What you need to do:
What lines in the following entries hold the word "FromStr"? Copy each one.

[Collected data entries]
+ + + + + + +

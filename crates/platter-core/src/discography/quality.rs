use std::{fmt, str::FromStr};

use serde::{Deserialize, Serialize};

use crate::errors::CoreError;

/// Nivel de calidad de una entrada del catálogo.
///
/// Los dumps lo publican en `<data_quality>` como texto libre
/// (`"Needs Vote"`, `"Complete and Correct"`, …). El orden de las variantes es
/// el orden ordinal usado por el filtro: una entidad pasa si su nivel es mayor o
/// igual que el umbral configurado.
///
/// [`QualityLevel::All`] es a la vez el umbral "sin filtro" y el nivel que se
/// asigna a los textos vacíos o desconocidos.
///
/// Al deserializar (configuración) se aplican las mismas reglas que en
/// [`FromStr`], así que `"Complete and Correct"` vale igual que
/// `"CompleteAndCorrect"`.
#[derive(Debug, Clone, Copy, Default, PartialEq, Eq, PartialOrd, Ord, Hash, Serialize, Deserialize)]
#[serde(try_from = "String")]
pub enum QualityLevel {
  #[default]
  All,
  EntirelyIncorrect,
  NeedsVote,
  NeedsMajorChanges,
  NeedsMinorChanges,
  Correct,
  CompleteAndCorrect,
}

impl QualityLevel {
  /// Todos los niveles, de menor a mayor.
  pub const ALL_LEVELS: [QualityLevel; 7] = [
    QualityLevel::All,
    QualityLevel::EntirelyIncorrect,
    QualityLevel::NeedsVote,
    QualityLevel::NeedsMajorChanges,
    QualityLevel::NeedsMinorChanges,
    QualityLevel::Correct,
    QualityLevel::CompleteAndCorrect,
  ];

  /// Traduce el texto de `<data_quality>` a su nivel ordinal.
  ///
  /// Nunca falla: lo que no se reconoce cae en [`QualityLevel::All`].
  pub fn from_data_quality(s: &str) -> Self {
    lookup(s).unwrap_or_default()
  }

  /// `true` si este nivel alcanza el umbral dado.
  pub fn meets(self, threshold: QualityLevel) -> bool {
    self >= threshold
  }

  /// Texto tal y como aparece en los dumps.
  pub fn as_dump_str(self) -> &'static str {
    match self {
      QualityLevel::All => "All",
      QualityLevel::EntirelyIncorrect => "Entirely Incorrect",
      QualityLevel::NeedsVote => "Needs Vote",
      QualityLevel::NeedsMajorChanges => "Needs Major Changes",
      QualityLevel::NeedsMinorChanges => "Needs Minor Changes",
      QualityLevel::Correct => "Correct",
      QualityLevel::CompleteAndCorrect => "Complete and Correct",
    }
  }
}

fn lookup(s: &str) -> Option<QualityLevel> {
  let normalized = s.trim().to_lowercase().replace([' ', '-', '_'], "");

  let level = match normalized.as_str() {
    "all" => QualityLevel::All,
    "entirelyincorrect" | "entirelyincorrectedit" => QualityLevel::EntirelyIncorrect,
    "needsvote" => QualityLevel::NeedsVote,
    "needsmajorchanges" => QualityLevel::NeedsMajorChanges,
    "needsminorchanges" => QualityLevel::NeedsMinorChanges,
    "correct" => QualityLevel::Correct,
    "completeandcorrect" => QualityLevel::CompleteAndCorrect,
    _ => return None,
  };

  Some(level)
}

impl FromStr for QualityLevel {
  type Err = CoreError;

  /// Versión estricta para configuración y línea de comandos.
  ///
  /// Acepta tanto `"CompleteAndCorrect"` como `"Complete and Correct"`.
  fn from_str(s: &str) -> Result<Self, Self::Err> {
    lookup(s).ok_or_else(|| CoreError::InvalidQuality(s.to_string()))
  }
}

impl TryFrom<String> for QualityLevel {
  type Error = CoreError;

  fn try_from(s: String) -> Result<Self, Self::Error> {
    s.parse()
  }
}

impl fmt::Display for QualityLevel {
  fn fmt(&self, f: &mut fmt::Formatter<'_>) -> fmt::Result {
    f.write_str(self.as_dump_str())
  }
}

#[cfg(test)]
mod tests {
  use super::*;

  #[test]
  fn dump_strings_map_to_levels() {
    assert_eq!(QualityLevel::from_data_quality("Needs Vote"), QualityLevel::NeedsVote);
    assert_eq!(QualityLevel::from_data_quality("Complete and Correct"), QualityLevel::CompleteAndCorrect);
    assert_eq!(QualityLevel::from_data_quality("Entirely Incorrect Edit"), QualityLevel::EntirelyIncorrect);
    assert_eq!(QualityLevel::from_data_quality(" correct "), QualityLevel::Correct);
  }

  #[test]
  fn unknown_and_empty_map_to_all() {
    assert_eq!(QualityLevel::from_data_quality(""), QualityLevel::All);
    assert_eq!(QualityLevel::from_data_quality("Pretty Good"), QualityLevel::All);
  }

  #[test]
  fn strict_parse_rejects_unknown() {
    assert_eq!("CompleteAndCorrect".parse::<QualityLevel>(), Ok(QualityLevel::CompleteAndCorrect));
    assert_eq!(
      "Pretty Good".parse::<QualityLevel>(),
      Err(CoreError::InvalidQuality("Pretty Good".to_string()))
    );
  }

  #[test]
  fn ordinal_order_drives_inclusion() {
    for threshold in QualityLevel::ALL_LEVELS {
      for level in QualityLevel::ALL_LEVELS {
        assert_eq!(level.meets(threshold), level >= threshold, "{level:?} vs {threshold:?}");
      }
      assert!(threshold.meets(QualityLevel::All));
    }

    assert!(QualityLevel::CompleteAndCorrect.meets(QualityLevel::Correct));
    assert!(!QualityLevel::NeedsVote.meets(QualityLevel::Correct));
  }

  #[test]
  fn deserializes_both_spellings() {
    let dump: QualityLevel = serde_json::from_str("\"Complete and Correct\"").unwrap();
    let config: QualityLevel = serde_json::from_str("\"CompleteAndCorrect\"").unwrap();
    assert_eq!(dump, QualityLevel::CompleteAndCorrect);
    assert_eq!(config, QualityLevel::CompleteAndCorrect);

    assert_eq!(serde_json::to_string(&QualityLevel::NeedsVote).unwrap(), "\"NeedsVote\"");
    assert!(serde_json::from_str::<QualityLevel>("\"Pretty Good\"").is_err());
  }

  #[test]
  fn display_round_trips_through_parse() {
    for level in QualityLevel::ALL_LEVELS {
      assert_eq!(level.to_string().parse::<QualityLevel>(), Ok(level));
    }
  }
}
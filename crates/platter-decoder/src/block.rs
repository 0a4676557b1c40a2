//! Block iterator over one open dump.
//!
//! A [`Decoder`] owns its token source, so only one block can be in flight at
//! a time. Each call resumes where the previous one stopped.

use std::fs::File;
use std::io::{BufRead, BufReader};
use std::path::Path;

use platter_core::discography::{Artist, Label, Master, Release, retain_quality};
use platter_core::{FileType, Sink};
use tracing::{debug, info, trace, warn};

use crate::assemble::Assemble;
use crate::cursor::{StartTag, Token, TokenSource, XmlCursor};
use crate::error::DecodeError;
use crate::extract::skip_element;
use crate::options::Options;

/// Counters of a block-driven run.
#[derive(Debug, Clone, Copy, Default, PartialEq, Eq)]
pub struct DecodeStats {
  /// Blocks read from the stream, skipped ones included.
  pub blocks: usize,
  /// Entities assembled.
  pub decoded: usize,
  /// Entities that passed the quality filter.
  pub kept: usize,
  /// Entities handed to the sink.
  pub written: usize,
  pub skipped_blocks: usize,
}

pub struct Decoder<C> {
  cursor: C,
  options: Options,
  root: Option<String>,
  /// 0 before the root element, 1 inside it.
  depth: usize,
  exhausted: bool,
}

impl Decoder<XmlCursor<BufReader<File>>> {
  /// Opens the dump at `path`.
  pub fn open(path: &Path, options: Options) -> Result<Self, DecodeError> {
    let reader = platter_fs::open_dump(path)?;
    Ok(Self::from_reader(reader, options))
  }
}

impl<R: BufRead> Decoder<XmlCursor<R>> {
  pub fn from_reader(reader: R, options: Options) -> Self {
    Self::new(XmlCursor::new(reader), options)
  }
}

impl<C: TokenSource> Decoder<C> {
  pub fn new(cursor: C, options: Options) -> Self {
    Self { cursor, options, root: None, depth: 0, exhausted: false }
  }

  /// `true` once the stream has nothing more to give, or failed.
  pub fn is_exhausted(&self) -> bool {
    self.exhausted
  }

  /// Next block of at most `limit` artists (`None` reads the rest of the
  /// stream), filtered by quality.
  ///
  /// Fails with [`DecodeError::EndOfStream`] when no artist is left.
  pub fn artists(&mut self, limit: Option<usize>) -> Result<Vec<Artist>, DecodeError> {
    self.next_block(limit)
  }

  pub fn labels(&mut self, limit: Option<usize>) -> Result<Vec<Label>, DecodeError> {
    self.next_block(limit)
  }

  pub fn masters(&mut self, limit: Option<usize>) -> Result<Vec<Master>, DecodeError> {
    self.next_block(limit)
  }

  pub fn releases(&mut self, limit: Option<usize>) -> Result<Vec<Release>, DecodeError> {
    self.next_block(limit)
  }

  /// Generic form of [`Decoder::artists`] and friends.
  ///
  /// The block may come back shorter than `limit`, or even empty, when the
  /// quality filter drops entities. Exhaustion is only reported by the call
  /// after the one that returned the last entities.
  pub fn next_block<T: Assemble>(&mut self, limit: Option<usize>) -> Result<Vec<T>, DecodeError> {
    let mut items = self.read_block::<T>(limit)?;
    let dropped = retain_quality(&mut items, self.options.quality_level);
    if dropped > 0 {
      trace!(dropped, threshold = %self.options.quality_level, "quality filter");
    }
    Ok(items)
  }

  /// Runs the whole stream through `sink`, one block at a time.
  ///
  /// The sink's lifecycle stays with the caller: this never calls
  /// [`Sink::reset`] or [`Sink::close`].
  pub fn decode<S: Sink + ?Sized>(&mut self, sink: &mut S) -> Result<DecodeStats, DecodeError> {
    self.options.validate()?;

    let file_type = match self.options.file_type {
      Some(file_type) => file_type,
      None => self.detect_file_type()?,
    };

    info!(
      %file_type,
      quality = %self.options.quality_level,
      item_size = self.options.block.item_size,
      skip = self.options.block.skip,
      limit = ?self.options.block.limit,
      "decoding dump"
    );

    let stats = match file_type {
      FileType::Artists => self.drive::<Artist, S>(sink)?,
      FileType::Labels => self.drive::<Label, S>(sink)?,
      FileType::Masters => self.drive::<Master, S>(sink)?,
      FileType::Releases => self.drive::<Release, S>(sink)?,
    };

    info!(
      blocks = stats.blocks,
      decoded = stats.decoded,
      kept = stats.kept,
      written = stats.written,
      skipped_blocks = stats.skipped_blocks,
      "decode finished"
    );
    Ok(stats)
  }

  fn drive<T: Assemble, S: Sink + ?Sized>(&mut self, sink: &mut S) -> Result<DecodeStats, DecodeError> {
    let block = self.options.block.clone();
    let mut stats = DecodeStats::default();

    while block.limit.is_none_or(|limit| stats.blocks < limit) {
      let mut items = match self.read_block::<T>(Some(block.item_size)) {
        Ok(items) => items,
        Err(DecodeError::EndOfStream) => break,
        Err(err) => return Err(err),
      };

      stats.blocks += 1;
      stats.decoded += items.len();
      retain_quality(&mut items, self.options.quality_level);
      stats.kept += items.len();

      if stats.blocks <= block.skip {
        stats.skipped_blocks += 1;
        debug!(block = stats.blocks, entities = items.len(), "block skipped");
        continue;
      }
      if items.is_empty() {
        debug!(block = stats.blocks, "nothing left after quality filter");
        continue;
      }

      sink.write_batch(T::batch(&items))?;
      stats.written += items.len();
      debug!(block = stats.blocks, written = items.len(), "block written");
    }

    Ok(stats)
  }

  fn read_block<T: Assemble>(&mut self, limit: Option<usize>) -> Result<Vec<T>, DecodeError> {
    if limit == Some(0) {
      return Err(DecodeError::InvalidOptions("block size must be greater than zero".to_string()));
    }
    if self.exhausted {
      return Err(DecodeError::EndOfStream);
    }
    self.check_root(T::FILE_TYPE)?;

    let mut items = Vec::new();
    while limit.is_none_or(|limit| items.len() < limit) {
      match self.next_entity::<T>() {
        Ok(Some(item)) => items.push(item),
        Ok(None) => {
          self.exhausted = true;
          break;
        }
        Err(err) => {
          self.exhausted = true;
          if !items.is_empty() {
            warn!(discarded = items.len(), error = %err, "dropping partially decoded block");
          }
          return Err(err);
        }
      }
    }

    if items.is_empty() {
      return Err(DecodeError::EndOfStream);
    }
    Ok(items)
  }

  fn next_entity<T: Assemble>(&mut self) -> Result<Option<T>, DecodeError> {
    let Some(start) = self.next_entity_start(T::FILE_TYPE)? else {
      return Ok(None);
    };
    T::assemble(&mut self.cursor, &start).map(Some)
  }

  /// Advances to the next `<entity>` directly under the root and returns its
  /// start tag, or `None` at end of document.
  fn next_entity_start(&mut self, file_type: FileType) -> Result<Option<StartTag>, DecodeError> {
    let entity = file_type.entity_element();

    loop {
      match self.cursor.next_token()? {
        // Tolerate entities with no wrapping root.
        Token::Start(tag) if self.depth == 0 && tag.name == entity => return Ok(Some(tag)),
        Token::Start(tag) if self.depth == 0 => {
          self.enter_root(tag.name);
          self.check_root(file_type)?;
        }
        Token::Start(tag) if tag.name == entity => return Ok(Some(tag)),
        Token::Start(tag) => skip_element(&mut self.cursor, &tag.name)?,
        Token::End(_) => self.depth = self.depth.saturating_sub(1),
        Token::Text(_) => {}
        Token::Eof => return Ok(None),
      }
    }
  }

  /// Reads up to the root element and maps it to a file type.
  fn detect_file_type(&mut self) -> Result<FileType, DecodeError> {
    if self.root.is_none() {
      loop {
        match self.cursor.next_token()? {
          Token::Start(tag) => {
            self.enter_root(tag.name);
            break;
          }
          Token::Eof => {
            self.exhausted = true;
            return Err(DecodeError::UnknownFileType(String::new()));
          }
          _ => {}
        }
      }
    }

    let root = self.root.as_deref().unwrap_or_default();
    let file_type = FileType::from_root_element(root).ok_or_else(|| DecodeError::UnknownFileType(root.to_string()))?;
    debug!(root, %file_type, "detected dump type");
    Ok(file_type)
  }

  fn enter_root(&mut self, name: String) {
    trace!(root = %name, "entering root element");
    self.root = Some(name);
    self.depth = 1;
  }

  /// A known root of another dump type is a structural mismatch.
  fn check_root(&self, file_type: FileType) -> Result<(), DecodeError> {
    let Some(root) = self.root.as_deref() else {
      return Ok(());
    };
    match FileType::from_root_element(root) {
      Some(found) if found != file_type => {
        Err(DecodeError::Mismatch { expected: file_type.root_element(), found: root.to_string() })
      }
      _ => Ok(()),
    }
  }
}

+ + + + + + +

Exercise output:
use std::{fmt, str::FromStr};
/// [`FromStr`], así que `"Complete and Correct"` vale igual que
impl FromStr for QualityLevel {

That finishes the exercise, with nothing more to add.